Windows Local Administrator Credential Stuffing

The simulation starts by the reconnaissance where the attacker lists the local user accounts and identifies privileged groups especially the local Administrators group. After reconnaissance, the attacker conducts quick authentication with common passwords or leaked credentials or password spray of identified administrator accounts. After counterfeiting successful authentication, the attacker becomes an administrator and sets backdoor administrator accounts of known credentials so that he can continue to have access to the compromised system. The attack ends with attempts at lateral motion, in which the attacker employs such tools as PsExec to carry out tasks on other systems remotely with the help of the recently created or compromised credentials.

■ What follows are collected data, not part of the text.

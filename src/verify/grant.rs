//! Locating the delegation-granting OPEN and building the context every later check reads.

use serde::{Deserialize, Serialize};

use crate::{
    DelegationType, FileHandle, Filter, Hit, NfsOp, OpKind, StateId, Term, TraceCursor,
    TracePosition,
};

/// Who is who on the wire, and which file the scenario is about.
#[derive(Debug, Clone, PartialEq, Eq, Serialize, Deserialize)]
pub struct ReplayTarget {
    pub file_name: String,
    pub client_addr: String,
    #[serde(default, skip_serializing_if = "Option::is_none")]
    pub peer_addr: Option<String>,
    pub server_addr: String,
    pub file_size: u64,
}

/// Delegation state handed out to one client for one file. Read-only once built.
#[derive(Debug, Clone)]
pub struct DelegationContext {
    pub file_handle: FileHandle,
    pub delegation_type: DelegationType,
    pub delegation_stateid: StateId,
    pub open_stateid: StateId,
    /// The file's handle plus any data-server handles from a pNFS layout.
    pub owner_file_handles: Vec<FileHandle>,
    /// Addresses that carry the file's I/O: the server, or every data server of the layout.
    pub io_targets: Vec<String>,
    /// Position of the granting OPEN reply.
    pub granted_at: TracePosition,
}

impl DelegationContext {
    pub fn handle_terms(&self) -> Vec<Term> {
        self.owner_file_handles.iter().cloned().map(Term::Fh).collect()
    }
}

/// The OPEN exchange for a file, whatever it granted.
#[derive(Debug, Clone)]
pub struct OpenExchange<'a> {
    pub call: Hit<'a>,
    pub reply: Hit<'a>,
    pub file_handle: Option<FileHandle>,
    pub open_stateid: Option<StateId>,
    pub delegation: Option<(DelegationType, StateId)>,
}

#[derive(Debug, Clone, PartialEq, Eq)]
pub enum GrantMiss {
    NoOpen,
    NoReply { xid: u32 },
    OpenFailed { status: u32 },
    NotDelegated,
    WrongType { granted: DelegationType },
}

impl std::fmt::Display for GrantMiss {
    fn fmt(&self, f: &mut std::fmt::Formatter<'_>) -> std::fmt::Result {
        match self {
            Self::NoOpen => f.write_str("no OPEN call for the file found in the trace"),
            Self::NoReply { xid } => write!(f, "OPEN call xid={xid:#010x} has no reply"),
            Self::OpenFailed { status } => write!(f, "OPEN failed with status {status}"),
            Self::NotDelegated => f.write_str("OPEN reply carries no delegation"),
            Self::WrongType { granted } => write!(f, "OPEN granted a {granted} delegation instead"),
        }
    }
}

/// Handle the server gave out for `name` in the first LOOKUP of it by `client`.
///
/// Tie-break: the first GETFH that follows the LOOKUP in the same compound.
pub fn lookup_handle(cursor: &mut TraceCursor<'_>, name: &str, client: &str) -> Option<FileHandle> {
    let lookup = cursor.find_event(&Filter::call().op(OpKind::Lookup).name(name), Some(client), None)?;
    let reply = cursor.find(&Filter::reply_to(lookup.event.xid, client), None)?;
    reply.event.handle_after(OpKind::Lookup).cloned()
}

/// Finds `client`'s first OPEN of the file from the cursor position and its reply.
///
/// The call is matched by name, or by `handle` when the client already knew it (an OPEN by
/// filehandle after a LOOKUP).
pub fn find_open<'a>(
    cursor: &mut TraceCursor<'a>,
    name: &str,
    handle: Option<&FileHandle>,
    client: &str,
    extra: Option<Term>,
) -> Result<OpenExchange<'a>, GrantMiss> {
    let mut who = vec![Term::Name(name.to_string())];
    if let Some(fh) = handle {
        who.push(Term::Fh(fh.clone()));
    }
    let mut filter = Filter::call().op(OpKind::Open).any_of(who);
    if let Some(term) = extra {
        filter = filter.with(term);
    }
    let call = cursor.find_event(&filter, Some(client), None).ok_or(GrantMiss::NoOpen)?;
    let reply = cursor
        .find(&Filter::reply_to(call.event.xid, client), None)
        .ok_or(GrantMiss::NoReply { xid: call.event.xid })?;

    let (open_stateid, delegation) = match reply.event.first_op(OpKind::Open) {
        Some(NfsOp::Open {
            stateid,
            delegation,
            ..
        }) => (
            stateid.clone(),
            delegation.as_ref().map(|d| (d.kind, d.stateid.clone())),
        ),
        _ => (None, None),
    };
    let file_handle = reply
        .event
        .handle_after(OpKind::Open)
        .or_else(|| {
            // OPEN by filehandle: the current filehandle already is the file.
            call.event
                .first_op(OpKind::Open)
                .filter(|op| matches!(op, NfsOp::Open { name: None, .. }))
                .and_then(|_| call.event.put_handle())
        })
        .or(handle)
        .cloned();

    Ok(OpenExchange {
        call,
        reply,
        file_handle,
        open_stateid,
        delegation,
    })
}

/// Locates the OPEN that granted `client` a delegation of `expected` type for the target.
pub fn locate_grant(
    cursor: &mut TraceCursor<'_>,
    target: &ReplayTarget,
    client: &str,
    by_handle: bool,
    expected: DelegationType,
) -> Result<DelegationContext, GrantMiss> {
    cursor.rewind_start();
    let hint = if by_handle {
        lookup_handle(cursor, &target.file_name, client)
    } else {
        None
    };
    cursor.rewind_start();
    let open = find_open(cursor, &target.file_name, hint.as_ref(), client, None)?;
    if !open.reply.event.is_ok() {
        return Err(GrantMiss::OpenFailed {
            status: open.reply.event.status,
        });
    }
    let Some((granted, delegation_stateid)) = open.delegation.clone() else {
        return Err(GrantMiss::NotDelegated);
    };
    if granted != expected {
        return Err(GrantMiss::WrongType { granted });
    }
    let file_handle = open.file_handle.clone().ok_or(GrantMiss::NoOpen)?;
    let open_stateid = open.open_stateid.clone().unwrap_or_else(|| delegation_stateid.clone());
    let granted_at = open.reply.pos;

    let (owner_file_handles, io_targets) =
        io_layout(cursor, &file_handle, client, &target.server_addr, granted_at);
    cursor.rewind(granted_at.next());

    tracing::debug!(
        fh = %file_handle,
        deleg = %delegation_stateid,
        open = %open_stateid,
        at = %granted_at,
        targets = ?io_targets,
        "delegation granted"
    );

    Ok(DelegationContext {
        file_handle,
        delegation_type: granted,
        delegation_stateid,
        open_stateid,
        owner_file_handles,
        io_targets,
        granted_at,
    })
}

/// Resolves where the file's I/O goes. Without a layout that is the server itself; with one,
/// every data server named by the layout's devices, addressed by the layout's handles.
fn io_layout(
    cursor: &mut TraceCursor<'_>,
    fh: &FileHandle,
    client: &str,
    server: &str,
    from: TracePosition,
) -> (Vec<FileHandle>, Vec<String>) {
    let mut handles = vec![fh.clone()];
    let fallback = (handles.clone(), vec![server.to_string()]);

    cursor.rewind(from);
    let Some(call) = cursor.find_event(&Filter::call().op(OpKind::LayoutGet).fh(fh), Some(client), None) else {
        return fallback;
    };
    let Some(reply) = cursor.find(&Filter::reply_to(call.event.xid, client), None) else {
        return fallback;
    };
    let Some(NfsOp::LayoutGet { device_ids, fhs }) = reply.event.first_op(OpKind::LayoutGet) else {
        return fallback;
    };
    if !reply.event.is_ok() || device_ids.is_empty() {
        return fallback;
    }

    let mut addrs: Vec<String> = Vec::new();
    for id in device_ids {
        // Device info may have been fetched for an earlier file and cached, so scan it all.
        cursor.rewind_start();
        let found = cursor.find(
            &Filter::reply()
                .op(OpKind::GetDeviceInfo)
                .dst(client)
                .with(Term::DeviceId(id.clone())),
            None,
        );
        if let Some(NfsOp::GetDeviceInfo { addrs: ds, .. }) =
            found.and_then(|h| h.event.first_op(OpKind::GetDeviceInfo))
        {
            for a in ds {
                if !addrs.contains(a) {
                    addrs.push(a.clone());
                }
            }
        }
    }
    if addrs.is_empty() {
        return fallback;
    }
    for h in fhs {
        if !handles.iter().any(|x| x.matches(h)) {
            handles.push(h.clone());
        }
    }
    (handles, addrs)
}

Objective: • Identify fast authentication and credential stuffing signatures on local administrator accounts • Detect the creation of unauthorized accounts and privilege escalation by local administrator groups updates • Confirm lateral movement with the help of legitimate administrative programs such as PsExec • SIEM correlation logic Test Multi-phase attack chains (reconnaissance to post-exploitation)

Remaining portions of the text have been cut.